リビングへ降りると、恵梨香が不機嫌そうにソファに座っていた。


「妹の真似をしながら配信をして稼いでいるの本当に気持ち悪いんですけど」

「杏奈の可愛さを世界に広げるためだよ!」

「シスコン……」


 そう言い放った瞬間、恵梨香は相当ドン引きした顔をしたので亮は咄嗟に「ごめん」と謝った。


「ところで本当に聖ブリリアント学園に杏奈様の代わりの通われるおつもりですか?」

「当たり前だよ。もう杏奈にも言ってしまったしな……。それに俺と杏奈は瓜二つだし絶対にバレないって言う自信があるんだ」


 亮には絶対にバレないという自信があった。小さい頃はたまに兄妹で入れ替わることがあったのだがバレた事は1度もない。


 中学の時だって、一度入れ替わって授業を受けたことがあったがそれでもバレなかった。だから自信があったのである。


「そうですか……。ですがあの学校には殿方もお嫌いな女性がいると聞きますよ? そんな方々に見つかってしまえばどうなることやら……」

「うっ……」


 こんなことを言われてしまうと、先ほどまで揺るがなかった自信が揺らいできてしまった。


「それに有名な財閥や政治家のお嬢様方も通っていらっしゃると聞きます。もしかすると亮様は社会的に抹殺されてしまうかも……」


 確かにそうだ。あの学校は女学園だし男子の入学は認められていない。それに有名な政治家の娘や、財閥ご令嬢がいると聞く。その中で男子だとバレてしまえばニュースにも取り上げられてしまって社会で生きられなくなる危険性もある。


 ダメだやっぱりやめようかな?通うのがすごく怖くなってきた。


 いや、杏奈に通うと宣言しちゃったしもう引き下がることはできない。


「まぁ、そうなったところで私には知ったことないですけどね」


 小ばかにするようにほくそ笑むと、近くに置いてあった紙袋を投げつけてきた。


 投げつけられた紙袋の中身を見ると、聖ブリリアント学園の制服で、まだ杏奈も着ていないのか制服も付属の物も全て未開封のようだ。

 

「え? 何?」


 突然投げられたので、困惑しているとソファから重い腰を上げて裁縫道具を机に用意する。

 

「採寸するので、今から着てください」

「わ、わかりました」


 脱衣場へ急いで向かって、自分の今着ていた服を脱ぎ、ビニールを破くとピンク色の高級感あふれる生地で作られた制服が現れる。


(いつ見ても可愛い制服だな……)


 ワンピース型の制服で、上半身に1年生である事を表す緑色の線が入ったリボン付きのケープを羽織るというお洒落設計となっている。


 どうやらこの制服、巷の女子の間ではかなりの人気があるらしい。


「これでいいのかな?」


 制服に着替え終わって、置いてあった鏡の前に立つと、かなり調和していて、自分が亮ではなく杏奈になったかのようだ。


 これなら絶対にバレない。
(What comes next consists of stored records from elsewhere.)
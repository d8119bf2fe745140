pub mod age;
pub mod merge_policy;
pub mod pr_scanner;
pub mod report_generator;

pub use age::AgeBucket;
pub use merge_policy::{Eligibility, MergeLedger, MergePolicy, SkipReason};
pub use pr_scanner::{
    resolve_caller_visibility, MergeDecision, PrScanner, ScanReport, ScannerConfig,
};
pub use report_generator::{append_step_summary, OutputFormat, ReportGenerator};
use async_trait::async_trait;
use octocrab::Octocrab;
use serde::Serialize;
use serde_json::json;
use tracing::debug;

use super::types::{GraphQlResponse, PullRequest, RepoResponse, Repository, RepositoryData};
use super::PullRequestHost;
use crate::config::{MergeMethod, Visibility};
use crate::error::{HostError, HostResult};

const PAGE_SIZE: u8 = 100;

const OPEN_PULL_REQUESTS_QUERY: &str = r#"
query($owner: String!, $name: String!, $after: String) {
  repository(owner: $owner, name: $name) {
    pullRequests(states: OPEN, first: 50, after: $after, orderBy: {field: CREATED_AT, direction: ASC}) {
      pageInfo { hasNextPage endCursor }
      nodes {
        number
        title
        url
        createdAt
        author { login }
        mergeable
        changedFiles
        files(first: 100) { nodes { path } }
        commits(last: 1) {
          nodes {
            commit {
              statusCheckRollup {
                contexts(first: 100) {
                  nodes {
                    __typename
                    ... on CheckRun { name status conclusion }
                    ... on StatusContext { context state }
                  }
                }
              }
            }
          }
        }
      }
    }
  }
}
"#;

#[derive(Serialize)]
struct ListReposParams {
    #[serde(rename = "type")]
    kind: &'static str,
    per_page: u8,
    page: u32,
}

pub struct GitHubClient {
    client: Octocrab,
}

impl GitHubClient {
    /// `api_url` overrides the API root, for GitHub Enterprise or a local mock server.
    pub fn new(token: String, api_url: Option<&str>) -> HostResult<Self> {
        let mut builder = Octocrab::builder().personal_token(token);
        if let Some(url) = api_url {
            builder = builder.base_uri(url)?;
        }
        let client = builder.build()?;
        Ok(Self { client })
    }
}

#[async_trait]
impl PullRequestHost for GitHubClient {
    async fn list_repositories(&self, org: &str) -> HostResult<Vec<Repository>> {
        let mut repositories = Vec::new();
        let mut page = 1;

        loop {
            let params = ListReposParams {
                kind: "all",
                per_page: PAGE_SIZE,
                page,
            };
            let batch: Vec<RepoResponse> = self
                .client
                .get(format!("/orgs/{}/repos", org), Some(&params))
                .await?;

            let fetched = batch.len();
            repositories.extend(batch.into_iter().map(RepoResponse::into_repository));

            if fetched < PAGE_SIZE as usize {
                break;
            }
            page += 1;
        }

        debug!(org, count = repositories.len(), "listed repositories");
        Ok(repositories)
    }

    async fn list_open_pull_requests(&self, repo: &Repository) -> HostResult<Vec<PullRequest>> {
        let mut pull_requests = Vec::new();
        let mut after: Option<String> = None;

        loop {
            let payload = json!({
                "query": OPEN_PULL_REQUESTS_QUERY,
                "variables": {
                    "owner": repo.owner,
                    "name": repo.name,
                    "after": after,
                },
            });
            let response: GraphQlResponse<RepositoryData> = self.client.graphql(&payload).await?;

            if let Some(errors) = response.errors.filter(|e| !e.is_empty()) {
                let messages: Vec<String> = errors.into_iter().map(|e| e.message).collect();
                return Err(HostError::GraphQl(messages.join("; ")));
            }

            let connection = response
                .data
                .and_then(|d| d.repository)
                .map(|r| r.pull_requests)
                .ok_or_else(|| {
                    HostError::GraphQl(format!("repository {} not found", repo.full_name()))
                })?;

            pull_requests.extend(
                connection
                    .nodes
                    .into_iter()
                    .map(|node| node.into_pull_request(&repo.name)),
            );

            match connection.page_info.end_cursor {
                Some(cursor) if connection.page_info.has_next_page => after = Some(cursor),
                _ => break,
            }
        }

        debug!(repo = %repo.full_name(), count = pull_requests.len(), "listed open pull requests");
        Ok(pull_requests)
    }

    async fn merge_pull_request(
        &self,
        repo: &Repository,
        number: u64,
        method: MergeMethod,
    ) -> HostResult<()> {
        let octocrab_method = match method {
            MergeMethod::Squash => octocrab::params::pulls::MergeMethod::Squash,
            MergeMethod::Merge => octocrab::params::pulls::MergeMethod::Merge,
            MergeMethod::Rebase => octocrab::params::pulls::MergeMethod::Rebase,
        };

        let result = self
            .client
            .pulls(&repo.owner, &repo.name)
            .merge(number)
            .method(octocrab_method)
            .send()
            .await?;

        if !result.merged {
            return Err(HostError::MergeRejected(
                result
                    .message
                    .unwrap_or_else(|| "merge was not performed".to_string()),
            ));
        }

        debug!(repo = %repo.full_name(), pr = number, sha = ?result.sha, "merged");
        Ok(())
    }

    async fn repository_visibility(&self, full_name: &str) -> HostResult<Visibility> {
        let repo: RepoResponse = self
            .client
            .get(format!("/repos/{}", full_name), None::<&()>)
            .await?;
        Ok(repo.visibility())
    }
}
そういう自信さえも芽生えてきていた。


「気持ち悪い……」

「うわっ!! びっくりした!! な、何?」


 突然声が聞こえたので後ろを振り向くと恵梨香がドアの隙間からこちらを睨みつけていた。


「とても遅かったので、致してるのかと……」


 煽るような顔で手を上下に動かす動きをする。


「そんな事してないよ!!」

「早く採寸したいので、リビングに来てください」

「おう」


 急に真顔になった恵梨香へついてリビングへ行くと、メジャーをもってスカート丈の長さを測ったりする。
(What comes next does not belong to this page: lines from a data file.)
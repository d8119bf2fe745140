use anyhow::{Context, Result};
use chrono::Utc;
use clap::{Parser, Subcommand};
use std::path::{Path, PathBuf};
use tracing::{info, warn};

use org_pr_scanner::config::{self, Config, MergeMethod, MergeOrder, Overrides};
use org_pr_scanner::github::GitHubClient;
use org_pr_scanner::scanner::{
    append_step_summary, resolve_caller_visibility, MergePolicy, OutputFormat, PrScanner,
    ReportGenerator, ScanReport, ScannerConfig,
};

#[derive(Parser)]
#[command(name = "scan-prs")]
#[command(about = "List open pull requests across a GitHub organization and auto-merge Dependabot workflow bumps")]
struct Cli {
    /// GitHub token (can also be set via GITHUB_TOKEN env var)
    #[arg(long, env = "GITHUB_TOKEN", hide_env_values = true, global = true)]
    token: Option<String>,

    /// Organization name
    #[arg(short, long, env = "ORG", global = true)]
    org: Option<String>,

    /// public, private, internal, all, or a comma-separated combination
    #[arg(long, env = "VISIBILITY", global = true)]
    visibility: Option<String>,

    /// Visibility of the repository running the scan
    #[arg(long, env = "REPO_VISIBILITY", global = true)]
    repo_visibility: Option<String>,

    /// Repository running the scan, as owner/name
    #[arg(long, env = "GITHUB_REPOSITORY", global = true)]
    caller_repo: Option<String>,

    /// TOML config file
    #[arg(short, long, global = true)]
    config: Option<PathBuf>,

    /// API root, for GitHub Enterprise
    #[arg(long, env = "SCAN_PRS_API_URL", global = true)]
    api_url: Option<String>,

    /// Output file path (stdout if not specified)
    #[arg(long, global = true)]
    output: Option<PathBuf>,

    /// Output format
    #[arg(short = 'f', long, default_value = "markdown", global = true)]
    format: OutputFormat,

    /// Custom handlebars template for the markdown report
    #[arg(long, global = true)]
    template: Option<PathBuf>,

    /// Evaluate merges without performing them
    #[arg(long, global = true)]
    dry_run: bool,

    /// Skip the Dependabot merge step entirely
    #[arg(long, global = true)]
    no_merge: bool,

    /// Merge method
    #[arg(long, global = true)]
    merge_method: Option<MergeMethod>,

    /// Order in which a repository's bot PRs are considered
    #[arg(long, global = true)]
    merge_order: Option<MergeOrder>,

    #[command(subcommand)]
    command: Option<Commands>,
}

#[derive(Subcommand, Clone, Copy)]
enum Commands {
    /// Report open pull requests and merge eligible Dependabot PRs (default)
    Scan,

    /// Report open pull requests only
    List,
}

#[tokio::main]
async fn main() -> Result<()> {
    // Logs go to stderr so stdout stays clean for the report
    tracing_subscriber::fmt()
        .with_env_filter(
            tracing_subscriber::EnvFilter::try_from_default_env()
                .unwrap_or_else(|_| tracing_subscriber::EnvFilter::new("info")),
        )
        .with_writer(std::io::stderr)
        .init();

    let cli = Cli::parse();
    let command = cli.command.unwrap_or(Commands::Scan);

    // Everything that can reject the configuration runs before the first API call
    let file_config = match &cli.config {
        Some(path) => Config::load(path)?,
        None => Config::default(),
    };
    let settings = config::resolve(
        Overrides {
            token: cli.token.clone(),
            org: cli.org.clone(),
            visibility: cli.visibility.clone(),
            merge_method: cli.merge_method,
            merge_order: cli.merge_order,
            no_merge: cli.no_merge,
        },
        file_config,
    )?;
    let policy = MergePolicy::from_config(&settings.merge)?;
    let generator = ReportGenerator::new(cli.format, cli.template.clone())?
        .with_max_prs_listed(settings.max_prs_listed);

    let client = GitHubClient::new(settings.token, cli.api_url.as_deref())
        .context("Failed to create GitHub client")?;

    let caller = resolve_caller_visibility(
        &client,
        cli.repo_visibility.as_deref(),
        cli.caller_repo.as_deref(),
    )
    .await;
    let visibility = settings.visibility.narrow_for_caller(caller);

    let merge_enabled = matches!(command, Commands::Scan) && settings.merge.enabled;
    info!(
        org = %settings.org,
        visibility = %visibility.describe(),
        merge_enabled,
        dry_run = cli.dry_run,
        "Starting scan"
    );

    let scanner = PrScanner::new(
        client,
        ScannerConfig {
            org: settings.org,
            visibility,
            merge_enabled,
            dry_run: cli.dry_run,
        },
        policy,
    );

    let now = Utc::now();
    let report = match command {
        Commands::Scan => scanner.scan(now).await,
        Commands::List => scanner.list(now).await,
    }
    .context("Failed to list organization repositories")?;

    // Merges may already have happened, so output problems only warn from here on
    let content = generator.generate(&report)?;
    write_report(cli.output.as_deref(), &content);

    if let Ok(summary_path) = std::env::var("GITHUB_STEP_SUMMARY") {
        if !summary_path.is_empty() {
            let path = Path::new(&summary_path);
            write_step_summary(&generator, &report, &content, cli.format, path);
        }
    }

    Ok(())
}

fn write_report(output: Option<&Path>, content: &str) {
    let Some(path) = output else {
        println!("{}", content);
        return;
    };
    match std::fs::write(path, content) {
        Ok(()) => info!(path = %path.display(), "Report written"),
        Err(e) => {
            warn!(path = %path.display(), error = %e, "Failed to write report, printing it instead");
            println!("{}", content);
        }
    }
}

fn write_step_summary(
    generator: &ReportGenerator,
    report: &ScanReport,
    content: &str,
    format: OutputFormat,
    path: &Path,
) {
    let markdown = if format == OutputFormat::Markdown {
        Ok(content.to_string())
    } else {
        generator.generate_markdown(report)
    };
    let result = markdown.and_then(|m| append_step_summary(path, &m).map_err(Into::into));
    if let Err(e) = result {
        warn!(path = %path.display(), error = %e, "Failed to append step summary");
    }
}
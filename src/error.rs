use std::path::PathBuf;
use thiserror::Error;

/// Setup failures. Any of these aborts the run before the first API call.
#[derive(Debug, Error)]
pub enum ConfigError {
    #[error("GitHub token is missing or empty (pass --token or set GITHUB_TOKEN)")]
    MissingToken,

    #[error("invalid visibility value(s): {0} (expected public, private, internal or all)")]
    InvalidVisibility(String),

    #[error("failed to read config file {path}: {source}")]
    Read {
        path: PathBuf,
        #[source]
        source: std::io::Error,
    },

    #[error("failed to parse config file {path}: {source}")]
    Parse {
        path: PathBuf,
        #[source]
        source: toml::de::Error,
    },

    #[error("invalid bot author pattern `{pattern}`: {source}")]
    BotPattern {
        pattern: String,
        #[source]
        source: regex::Error,
    },

    #[error("max_merges_per_repo must be at least 1")]
    ZeroMergeCap,
}

/// Failures talking to the code host. Always contained to one repository or PR
/// except when listing the organization itself.
#[derive(Debug, Error)]
pub enum HostError {
    #[error("GitHub API error: {0}")]
    Api(#[from] octocrab::Error),

    #[error("GraphQL error: {0}")]
    GraphQl(String),

    #[error("merge rejected: {0}")]
    MergeRejected(String),

    #[error("request failed: {0}")]
    Request(String),
}

pub type HostResult<T> = std::result::Result<T, HostError>;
 彼女は、家事や裁縫やお掃除に至るまで家庭的な事は全て幼少期に叩きこまれていて容易にでき、それ以外にも簡単な日曜大工もお手の物という出来ないことの方が少ないんじゃないかと思えるくらいのスーパーメイドだ。


「少し、 裾上げが必要ですね。もう脱いでもいいですよ」

「わかった。ありがとうな」

「あぁ、あとこれもお渡ししておきます」


 脱ぎに行こうとすると今度はピンク色の袋を投げつけられる。


 どうやら中身は女性物の下着のようだ。


「あのー……。やっぱ着けないとダメ?」

「ダメです。ふとした時に見えてしまうと取り返しのつかないことになります」


 やはり女性用下着を付けるのはかなり抵抗がある。


 入れ替わった時に付けた事があるが、何時ものトランクスと違って、生地も違うしそれに付けた時に締め付けられる感じがあまり好きではなかった。


(まぁ、こればっかりはしょうがないか……)


 渋々、亮は承諾することにする。


(それにしても、恵梨香がこの下着買って来たんだよな……。こういう可愛い感じのが好きなのか?)
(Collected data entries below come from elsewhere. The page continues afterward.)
use chrono::{DateTime, Utc};
use serde::Serialize;
use tracing::{info, warn};

use super::age::{age_days, AgeBucket};
use super::merge_policy::{Eligibility, MergeLedger, MergePolicy};
use crate::config::{Visibility, VisibilityFilter};
use crate::error::HostResult;
use crate::github::{PullRequest, PullRequestHost, Repository};

#[derive(Debug)]
pub struct ScannerConfig {
    pub org: String,
    pub visibility: VisibilityFilter,
    pub merge_enabled: bool,
    pub dry_run: bool,
}

#[derive(Debug, Clone, Serialize)]
pub struct TrackedPullRequest {
    #[serde(flatten)]
    pub pr: PullRequest,
    pub bucket: AgeBucket,
    pub age_days: i64,
}

#[derive(Debug, Clone, Serialize)]
pub struct RepositoryPullRequests {
    pub repository: Repository,
    pub pull_requests: Vec<TrackedPullRequest>,
}

#[derive(Debug, Clone, Serialize)]
pub struct RepositoryError {
    pub repository: String,
    pub message: String,
}

#[derive(Debug)]
pub struct Enumeration {
    pub repositories: Vec<RepositoryPullRequests>,
    pub errors: Vec<RepositoryError>,
}

#[derive(Debug, Default, Clone, Copy, PartialEq, Eq, Serialize)]
pub struct BucketCounts {
    pub new: usize,
    pub green: usize,
    pub yellow: usize,
    pub red: usize,
}

impl BucketCounts {
    fn add(&mut self, bucket: AgeBucket) {
        match bucket {
            AgeBucket::New => self.new += 1,
            AgeBucket::Green => self.green += 1,
            AgeBucket::Yellow => self.yellow += 1,
            AgeBucket::Red => self.red += 1,
        }
    }
}

#[derive(Debug, Clone, PartialEq, Eq, Serialize)]
#[serde(tag = "decision", content = "reason", rename_all = "snake_case")]
pub enum MergeDecision {
    Merged,
    WouldMerge,
    Skipped(String),
    Failed(String),
}

#[derive(Debug, Clone, Serialize)]
pub struct BotPullRequestOutcome {
    pub repository: String,
    pub number: u64,
    pub title: String,
    pub url: String,
    pub decision: MergeDecision,
    /// Only workflow-only PRs count towards the summary totals.
    pub in_scope: bool,
}

#[derive(Debug, Default, Clone, Copy, PartialEq, Eq, Serialize)]
pub struct MergeSummary {
    pub found: usize,
    pub merged: usize,
    pub would_merge: usize,
    pub skipped: usize,
}

#[derive(Debug, Serialize)]
pub struct MergeRun {
    pub outcomes: Vec<BotPullRequestOutcome>,
    pub summary: MergeSummary,
}

#[derive(Debug, Serialize)]
pub struct ScanReport {
    pub org: String,
    pub visibility: String,
    pub generated_at: DateTime<Utc>,
    pub dry_run: bool,
    pub repositories_scanned: usize,
    pub total_pull_requests: usize,
    pub buckets: BucketCounts,
    /// Repositories with at least one open PR, sorted by name.
    pub repositories: Vec<RepositoryPullRequests>,
    pub errors: Vec<RepositoryError>,
    pub merges: Option<MergeRun>,
}

pub struct PrScanner<H: PullRequestHost> {
    host: H,
    config: ScannerConfig,
    policy: MergePolicy,
}

impl<H: PullRequestHost> PrScanner<H> {
    pub fn new(host: H, config: ScannerConfig, policy: MergePolicy) -> Self {
        Self {
            host,
            config,
            policy,
        }
    }

    pub fn host(&self) -> &H {
        &self.host
    }

    /// Report only, never merges.
    pub async fn list(&self, now: DateTime<Utc>) -> HostResult<ScanReport> {
        let enumeration = self.enumerate(now).await?;
        Ok(self.build_report(enumeration, None, now))
    }

    pub async fn scan(&self, now: DateTime<Utc>) -> HostResult<ScanReport> {
        let enumeration = self.enumerate(now).await?;
        let merges = if self.config.merge_enabled {
            Some(self.process_bot_pull_requests(&enumeration).await)
        } else {
            None
        };
        Ok(self.build_report(enumeration, merges, now))
    }

    /// Only a failure to list the organization itself is returned as an error.
    pub async fn enumerate(&self, now: DateTime<Utc>) -> HostResult<Enumeration> {
        let all = self.host.list_repositories(&self.config.org).await?;
        let scanned: Vec<Repository> = all
            .into_iter()
            .filter(|r| !r.archived && self.config.visibility.allows(r.visibility))
            .collect();

        info!(
            org = %self.config.org,
            visibility = %self.config.visibility.describe(),
            count = scanned.len(),
            "Scanning repositories"
        );

        let mut repositories = Vec::new();
        let mut errors = Vec::new();

        for repo in scanned {
            match self.host.list_open_pull_requests(&repo).await {
                Ok(prs) => {
                    let pull_requests = prs
                        .into_iter()
                        .map(|pr| TrackedPullRequest {
                            bucket: AgeBucket::classify(pr.created_at, now),
                            age_days: age_days(pr.created_at, now),
                            pr,
                        })
                        .collect();
                    repositories.push(RepositoryPullRequests {
                        repository: repo,
                        pull_requests,
                    });
                }
                Err(e) => {
                    warn!(repo = %repo.full_name(), error = %e, "Skipping repository, failed to list pull requests");
                    errors.push(RepositoryError {
                        repository: repo.name.clone(),
                        message: e.to_string(),
                    });
                }
            }
        }

        Ok(Enumeration {
            repositories,
            errors,
        })
    }

    async fn process_bot_pull_requests(&self, enumeration: &Enumeration) -> MergeRun {
        let mut ledger = MergeLedger::new();
        let mut outcomes = Vec::new();

        for entry in &enumeration.repositories {
            let repo = &entry.repository;
            let bot_prs: Vec<&PullRequest> = entry
                .pull_requests
                .iter()
                .map(|t| &t.pr)
                .filter(|pr| self.policy.is_bot_pr(pr))
                .collect();

            for pr in self.policy.order_candidates(bot_prs) {
                let mut in_scope = true;
                let decision = match self.policy.evaluate(pr, &ledger) {
                    Eligibility::Ineligible(reason) => {
                        in_scope = !reason.is_out_of_scope();
                        MergeDecision::Skipped(reason.to_string())
                    }
                    Eligibility::Eligible if self.config.dry_run => {
                        ledger.record_attempt(&pr.repository);
                        MergeDecision::WouldMerge
                    }
                    Eligibility::Eligible => {
                        ledger.record_attempt(&pr.repository);
                        match self
                            .host
                            .merge_pull_request(repo, pr.number, self.policy.method)
                            .await
                        {
                            Ok(()) => MergeDecision::Merged,
                            Err(e) => {
                                ledger.close(&pr.repository);
                                MergeDecision::Failed(e.to_string())
                            }
                        }
                    }
                };

                log_decision(repo, pr, &decision);
                outcomes.push(BotPullRequestOutcome {
                    repository: repo.full_name(),
                    number: pr.number,
                    title: pr.title.clone(),
                    url: pr.url.clone(),
                    decision,
                    in_scope,
                });
            }
        }

        let mut summary = MergeSummary::default();
        for outcome in outcomes.iter().filter(|o| o.in_scope) {
            summary.found += 1;
            match outcome.decision {
                MergeDecision::Merged => summary.merged += 1,
                MergeDecision::WouldMerge => summary.would_merge += 1,
                MergeDecision::Skipped(_) | MergeDecision::Failed(_) => summary.skipped += 1,
            }
        }

        info!(
            found = summary.found,
            merged = summary.merged,
            would_merge = summary.would_merge,
            skipped = summary.skipped,
            "Bot pull request summary"
        );

        MergeRun { outcomes, summary }
    }

    fn build_report(
        &self,
        enumeration: Enumeration,
        merges: Option<MergeRun>,
        now: DateTime<Utc>,
    ) -> ScanReport {
        let repositories_scanned = enumeration.repositories.len() + enumeration.errors.len();

        let mut repositories: Vec<RepositoryPullRequests> = enumeration
            .repositories
            .into_iter()
            .filter(|r| !r.pull_requests.is_empty())
            .collect();
        repositories.sort_by(|a, b| a.repository.name.cmp(&b.repository.name));

        let mut buckets = BucketCounts::default();
        for tracked in repositories.iter().flat_map(|r| &r.pull_requests) {
            buckets.add(tracked.bucket);
        }
        let total_pull_requests = repositories.iter().map(|r| r.pull_requests.len()).sum();

        ScanReport {
            org: self.config.org.clone(),
            visibility: self.config.visibility.describe(),
            generated_at: now,
            dry_run: self.config.dry_run,
            repositories_scanned,
            total_pull_requests,
            buckets,
            repositories,
            errors: enumeration.errors,
            merges,
        }
    }
}

fn log_decision(repo: &Repository, pr: &PullRequest, decision: &MergeDecision) {
    let full_name = repo.full_name();
    match decision {
        MergeDecision::Merged => info!(
            repo = %full_name,
            pr = pr.number,
            "merged PR #{} in repo {}: all checks passed",
            pr.number,
            full_name
        ),
        MergeDecision::WouldMerge => info!(
            repo = %full_name,
            pr = pr.number,
            "would merge PR #{} in repo {}: dry run",
            pr.number,
            full_name
        ),
        MergeDecision::Skipped(reason) => info!(
            repo = %full_name,
            pr = pr.number,
            reason = %reason,
            "skipped PR #{} in repo {}: {}",
            pr.number,
            full_name,
            reason
        ),
        MergeDecision::Failed(reason) => warn!(
            repo = %full_name,
            pr = pr.number,
            reason = %reason,
            "skipped PR #{} in repo {}: merge failed: {}",
            pr.number,
            full_name,
            reason
        ),
    }
}

/// Visibility of the repository running the scan. Anything that cannot be
/// determined is treated as public, which narrows the scan the most.
pub async fn resolve_caller_visibility<H: PullRequestHost>(
    host: &H,
    explicit: Option<&str>,
    caller_repo: Option<&str>,
) -> Visibility {
    if let Some(value) = explicit.map(str::trim).filter(|v| !v.is_empty()) {
        return value.parse().unwrap_or_else(|_| {
            warn!(value, "Unrecognized repository visibility, assuming public");
            Visibility::Public
        });
    }

    match caller_repo.map(str::trim).filter(|r| !r.is_empty()) {
        Some(repo) => match host.repository_visibility(repo).await {
            Ok(visibility) => visibility,
            Err(e) => {
                warn!(repo, error = %e, "Could not look up repository visibility, assuming public");
                Visibility::Public
            }
        },
        None => {
            info!("Calling repository unknown, assuming public");
            Visibility::Public
        }
    }
}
 1つ1つ見ていると、結構可愛い柄物がたくさん入っていた。恵梨香もこういうのを付けているんだろうか……?


 袋の中の下着を夢中で漁っていると、恵梨香から劣悪な視線を感じたので恐る恐る目を向ける。


「キモイ」


 蔑んだ目で亮を見ながら、何度も呪文のように「キモイ」と呟く。


「ご、ごめんって!!」

「どうせ私はこういうの付けてるんだろうなーって妄想したんでしょう?」

「ち、違うって!」

「気分が悪いので今日はこれで失礼します……」


 心底気分が悪い顔をしながら、恵梨香はリビングから出ていく。


「なんか疲れた……。早く脱いで休もう」


 亮も脱衣場で制服を脱ぎ、リビングの机にちゃんと畳んで置くと、その日は自分の部屋に戻って休んだのだった。